CASCADE in 2019

A summary of project activities in 2019.

CASCADE project logo.

Lisbon Addictions 2019

Robin Purshouse attended the Lisbon Addictions conference, and presented in the Big data and innovative monitoring - round table.

Robin's talk was titled "Useful public health policy models need big data - but they also need theory".


GECCO 2019

Robin Purshouse and Tuong Vu attended the Genetic and Evolutionary Computation Conference in Prague, Czech Republic.

They presented their paper titled "Inverse generative social science using multi-objective genetic programming"


RSA 2019

Robin Purshouse and Alexandra Nielsen attended the 2019 meeting of the Research Society on Alcoholism in Minneapolis, Minnesota.

Alexandra presented a poster entitled "synthesising the rational addiction and myopic choice economic models to explain population alcohol use and understand pricing policies: an agent based simulation".

Robin presented a poster "alcohol policy modeling using theory - a new computational platform for developing mechanism-based explanatory models"


KBS 2019

Charlotte Buckley and Alan Brennan attended the Annual Alcohol Epidemiology Symposium of the Kettil Bruun Society in Utrecht, the Netherlands.

Charlotte presented a paper describing an agent-based simulation model of social roles and alcohol use and Alan presented a paper describing an individual-level simulation model of the normative underpinnings of population-level alcohol use. 


Modeling Social Dynamics and Health Behavior Conference

Robin Purshouse was invited as an international guest speaker at the Modeling Social Dynamics and Health Behavior Conference in Pittsburgh, PA

The conference studied the complex contexts of health behaviours and the dynamic interactions of individuals with their social and physical environments, bringing together research leaders to discuss the integration of modelling approaches into the field of behavioural and community health sciences.

Robin’s talk presented a conceptual framework for health behaviours and its implementation as an agent-based computer modelling architecture that can accommodate multiple disciplinary perspectives simultaneously.

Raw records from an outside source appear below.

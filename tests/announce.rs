//! End-to-end announce flow through the real router.

use axum::body::Body;
use axum::http::{Request, StatusCode};
use axum::Router;
use ghostseed::core::config::Config;
use ghostseed::core::routes::build_router;
use ghostseed::core::state::AppState;
use ghostseed::session::entry::SessionEntry;
use ghostseed::session::identity::ProcessSession;
use ghostseed::session::registry::SessionState;
use ghostseed::torrent::rewrite::{rewrite_directory, rewrite_file};
use ghostseed::upstream::fetcher::BootstrapFetcher;
use ghostseed::utils::escape::url_encode;
use http_body_util::BodyExt;
use std::fs;
use std::sync::Arc;
use tower::ServiceExt;

const CACHED: &[u8] = b"d8:completei3e8:intervali1800e5:peers6:\x7f\x00\x00\x01\x1a\xe1e";

fn app() -> (Router, Arc<AppState>) {
    let config = Config::default();
    let fetcher = BootstrapFetcher::new(&config).unwrap();
    let identity = ProcessSession::generate(config.client.port);
    let state = Arc::new(AppState::new(config, fetcher, identity));

    (build_router(Arc::clone(&state)), state)
}

fn seed_cached(state: &Arc<AppState>, info_hash: [u8; 20]) {
    let mut entry = SessionEntry::new(
        info_hash,
        1_048_576,
        "http://t.example/ann".to_string(),
        512 * 1024,
        5120 * 1024,
    );
    entry.cached_peers = CACHED.to_vec();
    *state.registry.slot(info_hash).try_lock().unwrap() = SessionState::Cached(entry);
}

async fn get(app: &Router, uri: &str) -> (StatusCode, Vec<u8>) {
    let response = app
        .clone()
        .oneshot(Request::builder().uri(uri).body(Body::empty()).unwrap())
        .await
        .unwrap();

    let status = response.status();
    let body = response
        .into_body()
        .collect()
        .await
        .unwrap()
        .to_bytes()
        .to_vec();

    (status, body)
}

#[tokio::test]
async fn announce_serves_cached_response() {
    let (app, state) = app();
    let info_hash = [0x21u8; 20];
    seed_cached(&state, info_hash);

    let uri = format!("/announce?info_hash={}", url_encode(&info_hash));
    let (status, body) = get(&app, &uri).await;

    assert_eq!(status, StatusCode::OK);
    assert_eq!(body, CACHED);

    // Every later announce repeats the exact same bytes
    let (_, again) = get(&app, &uri).await;
    assert_eq!(again, CACHED);
}

#[tokio::test]
async fn announce_without_info_hash_reports_failure_reason() {
    let (app, _state) = app();

    let (status, body) = get(&app, "/announce?event=started").await;

    assert_eq!(status, StatusCode::OK);
    assert!(body.starts_with(b"d14:failure reason"));
}

#[tokio::test]
async fn announce_unknown_torrent_gets_empty_body() {
    let (app, _state) = app();

    let uri = format!("/announce?info_hash={}", url_encode(&[0x33u8; 20]));
    let (status, body) = get(&app, &uri).await;

    assert_eq!(status, StatusCode::OK);
    assert!(body.is_empty());
}

#[tokio::test]
async fn health_counts_sessions() {
    let (app, state) = app();
    seed_cached(&state, [0x44u8; 20]);

    let (status, body) = get(&app, "/health").await;
    assert_eq!(status, StatusCode::OK);

    let health: serde_json::Value = serde_json::from_slice(&body).unwrap();
    assert_eq!(health["status"], "ok");
    assert_eq!(health["sessions"], 1);
}

#[tokio::test]
async fn unknown_route_falls_back() {
    let (app, _state) = app();

    let (status, body) = get(&app, "/scrape").await;
    assert_eq!(status, StatusCode::OK);
    assert!(body.starts_with(b"d14:failure reason"));
}

#[tokio::test]
async fn rewritten_torrent_announces_through_the_router() {
    let dir = tempfile::tempdir().unwrap();

    // announce http://up.example/ann, single 2048-byte file
    let mut raw = Vec::new();
    raw.extend_from_slice(b"d8:announce21:http://up.example/ann");
    raw.extend_from_slice(b"4:infod6:lengthi2048e4:name4:file12:piece lengthi16384e6:pieces20:");
    raw.extend_from_slice(&[0xccu8; 20]);
    raw.extend_from_slice(b"ee");
    fs::write(dir.path().join("sample.torrent"), &raw).unwrap();

    let rewritten = rewrite_file(
        &dir.path().join("sample.torrent"),
        "http://127.0.0.1:1088/announce",
    )
    .unwrap();

    // The client announces to the URL embedded in the rewritten file.
    // With the upstream unreachable, the proxy answers an empty 200 and
    // leaves the slot absent so the next announce can retry.
    let (app, state) = app();
    let uri = format!(
        "/announce?info_hash={}&event=started&total_size={}&orig_tracker={}",
        url_encode(&rewritten.info_hash),
        rewritten.total_size,
        url_encode(b"http://127.0.0.1:1/ann"),
    );

    let (status, body) = get(&app, &uri).await;
    assert_eq!(status, StatusCode::OK);
    assert!(body.is_empty());

    let slot = state.registry.slot(rewritten.info_hash);
    assert_eq!(slot.try_lock().unwrap().name(), "absent");

    // A second pass over the directory leaves the rewritten file alone
    let summary = rewrite_directory(dir.path(), "http://127.0.0.1:1088/announce").unwrap();
    assert_eq!(summary.processed.len(), 0);
    assert_eq!(summary.skipped, 1);
}
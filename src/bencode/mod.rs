pub mod decoder;
pub mod encoder;
pub mod value;

pub use decoder::decode;
pub use encoder::encode;
pub use value::Value;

The framework derives from the mechanism-based tradition in social sciences (influenced by the work of Robert Merton, James Coleman, and more recently Peter Hedström) and enables both individuals and social structures to interact dynamically. Robin showed how this framework can be used to represent alternative mechanisms that have been theorised as causal factors or pathways for alcohol use.

He also demonstrated how such models can be grounded empirically in community contexts, to support policy makers in appraising and evaluating public health policy options and interventions.